Egg vitrification is often used by large donor egg programs. The availability of frozen-thawed donor oocytes makes it possible to guarantee anonymous donation and continuous care without the need to synchronize the donor and the recipient.

Another increasingly used indication for oocyte cryopreservation is social oocyte freezing. Women who wish to delay childbearing for work or educational reasons or until they find the right partner may elect to cryopreserve oocytes for later use. This way they can use younger, healthier eggs even when they are in their 40s. It should be emphasized, however, that pregnancy outcome may not be the same due to uterine or medical problems that are more likely to occur at an older age. The results of this study regarding obstetric and perinatal complications cannot be applied to them because they would need to be compared with women conceiving spontaneously in their 20s or early 30s.

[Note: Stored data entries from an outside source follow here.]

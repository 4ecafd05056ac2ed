use thiserror::Error;

// Failures from the HTTP adapters, kept close to what the upstream returned.
#[derive(Clone, Debug, Error, PartialEq, Eq)]
pub enum ApiError {
    #[error("transport error: {0}")]
    Transport(String),
    #[error("upstream error {status}{}", describe(.message))]
    Upstream {
        status: u16,
        message: Option<String>,
    },
    #[error("response decode error: {0}")]
    Decode(String),
}

// Raised by the OAuth provider SDK when login fails for a reason other than cancel.
#[derive(Clone, Debug, Error, PartialEq, Eq)]
#[error("{0}")]
pub struct OAuthError(pub String);

/// Errors surfaced by a sign-in strategy.
///
/// The display string is what the user sees in the failure alert.
#[derive(Clone, Debug, Error, PartialEq, Eq)]
pub enum SignInError {
    #[error("{0}")]
    Validation(String),
    #[error("could not reach the carpool service: {0}")]
    Transport(String),
    #[error("carpool service rejected the request ({status}){}", describe(.message))]
    Upstream {
        status: u16,
        message: Option<String>,
    },
    #[error("unexpected response from the carpool service: {0}")]
    Decode(String),
    #[error("facebook login failed: {0}")]
    OAuth(String),
}

impl From<ApiError> for SignInError {
    fn from(err: ApiError) -> Self {
        match err {
            ApiError::Transport(message) => SignInError::Transport(message),
            ApiError::Upstream { status, message } => SignInError::Upstream { status, message },
            ApiError::Decode(message) => SignInError::Decode(message),
        }
    }
}

impl From<OAuthError> for SignInError {
    fn from(err: OAuthError) -> Self {
        SignInError::OAuth(err.0)
    }
}

fn describe(message: &Option<String>) -> String {
    match message {
        Some(message) => format!(": {message}"),
        None => String::new(),
    }
}
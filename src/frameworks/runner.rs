use std::sync::Arc;

use crate::domain::SessionOutcome;
use crate::frameworks::config;
use crate::frameworks::logging::init_tracing;
use crate::interface_adapters::clients::carpool::CarpoolClient;
use crate::interface_adapters::clients::graph::GraphClient;
use crate::interface_adapters::clients::oauth::PresetOAuthLogin;
use crate::use_cases::contact_info::ContactInfoStrategy;
use crate::use_cases::presentation::{SignInPresentation, present};
use crate::use_cases::sign_in::{SignInStrategy, StrategyResolver};

pub async fn run() {
    // Load .env locally; safe to ignore when not present.
    let _ = dotenvy::dotenv();
    init_tracing("carpool_auth=info,warn");

    let timeout = config::http_timeout();
    let api_url = config::carpool_api_url();
    tracing::debug!(api_url = %api_url, ?timeout, "carpool client configured.");
    let api = match CarpoolClient::new(api_url, timeout) {
        Ok(client) => Arc::new(client),
        Err(error) => {
            tracing::error!(%error, "failed to build carpool client");
            return;
        }
    };

    let graph_url = match config::graph_api_url() {
        Ok(url) => url,
        Err(error) => {
            tracing::error!(%error, "invalid graph api url");
            return;
        }
    };
    let graph = match GraphClient::new(graph_url, timeout) {
        Ok(client) => Arc::new(client),
        Err(error) => {
            tracing::error!(%error, "failed to build graph client");
            return;
        }
    };

    let method = match config::sign_in_method() {
        Ok(method) => method,
        Err(error) => {
            tracing::error!(%error, "invalid sign-in configuration");
            return;
        }
    };

    let resolver = StrategyResolver {
        api,
        oauth: Arc::new(PresetOAuthLogin::new(config::facebook_access_token())),
        graph,
    };
    let strategy = resolver.resolve(method);

    let result = strategy.sign_in().await;
    match present(&result) {
        SignInPresentation::Silent => {
            tracing::info!("sign-in cancelled.");
            return;
        }
        SignInPresentation::Alert { title, message } => {
            tracing::warn!(%title, %message, "sign-in failed.");
            return;
        }
        SignInPresentation::ProfileSetup { .. } => {
            tracing::info!("signed in; profile setup required.");
        }
        SignInPresentation::Home { .. } => {
            tracing::info!("signed in.");
        }
    }

    let Ok(SessionOutcome::SignedIn(session)) = result else {
        return;
    };
    match strategy
        .contact_info_strategy(&session)
        .get_contact_info()
        .await
    {
        Ok(info) => tracing::info!(
            name = ?info.name,
            email = ?info.email,
            phone = ?info.phone,
            avatar_url = ?info.avatar_url,
            "contact info resolved."
        ),
        Err(error) => tracing::error!(%error, "failed to fetch contact info"),
    }
}
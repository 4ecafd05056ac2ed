// Stub carpool API and graph API shared by the integration tests.
#![allow(dead_code)]

use std::{
    collections::HashMap,
    sync::{Arc, OnceLock},
    time::Duration,
};

use axum::{
    Json, Router,
    extract::{Path, Query},
    http::{HeaderMap, StatusCode, header::AUTHORIZATION},
    routing::{get, post},
};
use serde_json::{Value, json};

pub const EMAIL: &str = "rider@example.com";
pub const PASSWORD: &str = "secret";
pub const EMAIL_SESSION: &str = "email-session";
pub const OAUTH_SESSION: &str = "oauth-session";
pub const FACEBOOK_TOKEN: &str = "fb-token";
// Graph token whose picture request fails upstream.
pub const NO_PICTURE_TOKEN: &str = "no-picture";
pub const AVATAR_URL: &str = "https://cdn.example.com/avatar.jpg";

type Reply = (StatusCode, Json<Value>);

static SERVER_URL: OnceLock<String> = OnceLock::new();
static SERVER_READY: OnceLock<()> = OnceLock::new();

// Ensure the stub server is running and return its base URL.
pub fn ensure_server() -> &'static str {
    SERVER_READY.get_or_init(|| {
        let published_url = Arc::new(OnceLock::<String>::new());
        let published_url_thread = Arc::clone(&published_url);
        // Own OS thread so the server outlives individual `#[tokio::test]` runtimes.
        std::thread::spawn(move || {
            let runtime = tokio::runtime::Runtime::new().expect("test runtime");
            runtime.block_on(async move {
                let listener = tokio::net::TcpListener::bind("127.0.0.1:0")
                    .await
                    .expect("bind ephemeral test port");
                let addr = listener.local_addr().expect("get local addr");
                let _ = published_url_thread.set(format!("http://{addr}"));
                axum::serve(listener, app()).await.expect("stub server failed");
            });
        });
        wait_for_server(published_url);
    });

    SERVER_URL
        .get()
        .expect("server url should be initialized")
        .as_str()
}

pub fn graph_url() -> url::Url {
    url::Url::parse(&format!("{}/graph/", ensure_server())).expect("graph url")
}

fn wait_for_server(published_url: Arc<OnceLock<String>>) {
    let base_url = loop {
        if let Some(url) = published_url.get() {
            break url.clone();
        }
        std::thread::sleep(Duration::from_millis(10));
    };
    let _ = SERVER_URL.set(base_url.clone());

    let addr = base_url
        .strip_prefix("http://")
        .expect("base url should use http://");
    for _ in 0..100 {
        if std::net::TcpStream::connect(addr).is_ok() {
            return;
        }
        std::thread::sleep(Duration::from_millis(20));
    }
    panic!("stub server did not become ready in time");
}

fn app() -> Router {
    Router::new()
        .route("/api/v1/sessions", post(create_session))
        .route("/api/v1/users", post(register))
        .route("/api/v1/users/me", get(profile))
        .route("/api/v1/events/{event_id}/responses", post(respond))
        .route("/graph/me", get(graph_me))
        .route("/graph/me/picture", get(graph_picture))
}

fn error(status: StatusCode, message: &str) -> Reply {
    (status, Json(json!({ "message": message })))
}

async fn create_session(Json(params): Json<HashMap<String, String>>) -> Reply {
    if params.get("oauth_access_token").map(String::as_str) == Some(FACEBOOK_TOKEN) {
        return (
            StatusCode::OK,
            Json(json!({ "data": { "token": OAUTH_SESSION, "account_setup_complete": false } })),
        );
    }

    match (
        params.get("email").map(String::as_str),
        params.get("password").map(String::as_str),
    ) {
        (Some(EMAIL), Some(PASSWORD)) => (
            StatusCode::OK,
            Json(json!({ "data": { "token": EMAIL_SESSION, "account_setup_complete": true } })),
        ),
        // Well-formed HTTP, malformed envelope.
        (Some("broken@example.com"), _) => (StatusCode::OK, Json(json!({ "data": {} }))),
        _ => error(StatusCode::UNAUTHORIZED, "invalid credentials"),
    }
}

async fn register(Json(params): Json<HashMap<String, String>>) -> Reply {
    let required = ["first_name", "last_name", "email", "phone", "password"];
    if required.iter().any(|key| !params.contains_key(*key)) {
        return error(StatusCode::UNPROCESSABLE_ENTITY, "missing registration field");
    }
    (
        StatusCode::CREATED,
        Json(json!({
            "data": {
                "token": "new-user-session",
                "account_setup_complete": true,
                "user": { "id": 11, "email": params["email"] }
            }
        })),
    )
}

async fn profile(headers: HeaderMap) -> Reply {
    let authorized = headers
        .get(AUTHORIZATION)
        .and_then(|value| value.to_str().ok())
        == Some("Bearer email-session");
    if !authorized {
        return error(StatusCode::UNAUTHORIZED, "missing session");
    }
    (
        StatusCode::OK,
        Json(json!({
            "data": {
                "first_name": "Robin",
                "last_name": "Rider",
                "email": EMAIL,
                "phone": "555-0199",
                "avatar_url": null
            }
        })),
    )
}

async fn respond(Path(event_id): Path<u64>, Json(body): Json<Value>) -> Reply {
    if body.get("commitment").and_then(Value::as_str).is_none() {
        return error(StatusCode::BAD_REQUEST, "commitment is required");
    }
    let status = match event_id {
        1 => "success",
        2 => "partial",
        _ => "failure",
    };
    (StatusCode::OK, Json(json!({ "data": { "status": status } })))
}

async fn graph_me(Query(query): Query<HashMap<String, String>>) -> Reply {
    if query.get("fields").map(String::as_str) != Some("email,name") {
        return error(StatusCode::BAD_REQUEST, "unexpected fields");
    }
    match query.get("access_token").map(String::as_str) {
        Some(FACEBOOK_TOKEN) | Some(NO_PICTURE_TOKEN) => (
            StatusCode::OK,
            Json(json!({ "id": "42", "email": "fb@example.com", "name": "Facebook User" })),
        ),
        _ => error(StatusCode::BAD_REQUEST, "invalid access token"),
    }
}

async fn graph_picture(Query(query): Query<HashMap<String, String>>) -> Reply {
    if query.get("type").map(String::as_str) != Some("large")
        || query.get("redirect").map(String::as_str) != Some("false")
    {
        return error(StatusCode::BAD_REQUEST, "unexpected picture query");
    }
    match query.get("access_token").map(String::as_str) {
        Some(FACEBOOK_TOKEN) => (
            StatusCode::OK,
            Json(json!({ "data": { "url": AVATAR_URL, "is_silhouette": false } })),
        ),
        Some(NO_PICTURE_TOKEN) => error(StatusCode::INTERNAL_SERVER_ERROR, "picture unavailable"),
        _ => error(StatusCode::BAD_REQUEST, "invalid access token"),
    }
}
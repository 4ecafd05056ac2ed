use std::{env, time::Duration};

use thiserror::Error;
use url::Url;

use crate::domain::SignUpForm;
use crate::use_cases::sign_in::SignInMethod;

// Runtime settings read from the environment (a local .env is loaded first).

pub fn carpool_api_url() -> String {
    env::var("CARPOOL_API_URL").unwrap_or_else(|_| "http://127.0.0.1:3000".to_string())
}

pub fn graph_api_url() -> Result<Url, ConfigError> {
    let raw =
        env::var("GRAPH_API_URL").unwrap_or_else(|_| "https://graph.facebook.com/".to_string());
    parse_base_url(&raw)
}

pub fn http_timeout() -> Duration {
    let millis = env::var("HTTP_TIMEOUT_MS")
        .ok()
        .and_then(|value| value.parse::<u64>().ok())
        .unwrap_or(10_000);
    Duration::from_millis(millis)
}

pub fn facebook_access_token() -> Option<String> {
    env::var("FACEBOOK_ACCESS_TOKEN").ok()
}

pub fn sign_in_method() -> Result<SignInMethod, ConfigError> {
    let kind = env::var("SIGN_IN_METHOD").unwrap_or_else(|_| "email".to_string());
    parse_sign_in_method(&kind, |key| env::var(key).ok())
}

#[derive(Debug, Error, PartialEq, Eq)]
pub enum ConfigError {
    #[error("unknown sign-in method {0:?}; expected email, facebook or signup")]
    UnknownMethod(String),
    #[error("invalid url {url:?}: {reason}")]
    InvalidUrl { url: String, reason: String },
}

// Relative joins need a trailing slash on the base path.
pub fn parse_base_url(raw: &str) -> Result<Url, ConfigError> {
    let normalized = if raw.ends_with('/') {
        raw.to_string()
    } else {
        format!("{raw}/")
    };
    Url::parse(&normalized).map_err(|err| ConfigError::InvalidUrl {
        url: raw.to_string(),
        reason: err.to_string(),
    })
}

pub fn parse_sign_in_method(
    kind: &str,
    lookup: impl Fn(&str) -> Option<String>,
) -> Result<SignInMethod, ConfigError> {
    match kind.trim().to_ascii_lowercase().as_str() {
        "email" => Ok(SignInMethod::Email {
            email: lookup("SIGN_IN_EMAIL"),
            password: lookup("SIGN_IN_PASSWORD"),
        }),
        "facebook" => Ok(SignInMethod::Facebook),
        "signup" | "sign_up" => {
            let field = |key: &str| lookup(key).unwrap_or_default();
            Ok(SignInMethod::SignUp(SignUpForm {
                first_name: field("SIGN_UP_FIRST_NAME"),
                last_name: field("SIGN_UP_LAST_NAME"),
                email: field("SIGN_UP_EMAIL"),
                phone: field("SIGN_UP_PHONE"),
                password: field("SIGN_UP_PASSWORD"),
            }))
        }
        other => Err(ConfigError::UnknownMethod(other.to_string())),
    }
}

The findings of this study are reassuring. The authors used a large sample size from a single institution, and this is certainly a strength of the study. One weakness, however, is that they did not have information on all of the patients, and this could have biased their results, especially regarding those parameters where small numbers were reported, such as for congenital anomalies. Furthermore, they did not collect data on pregnancy outcome before the 24th week. A higher miscarriage rate and pregnancy termination due to abnormal screening results may also affect some of the parameters reported. It also needs to be emphasized that in close to three fourths of the cycles, donated eggs were used. Because an egg donor has to be a healthy, young, fertile woman, her eggs are expected to be of higher quality. Results obtained with such eggs cannot necessarily be applied to the infertile population or to cancer patients. A subanalysis of data regarding own eggs was performed, but in that case the number of cases and controls was obviously much lower.

Further data will need to be collected on obstetric and perinatal outcomes as well as early and later childhood development following the use of vitrified oocytes. It is, however, reassuring at this stage that, based on the available information, no harmful effects have been observed with this technology.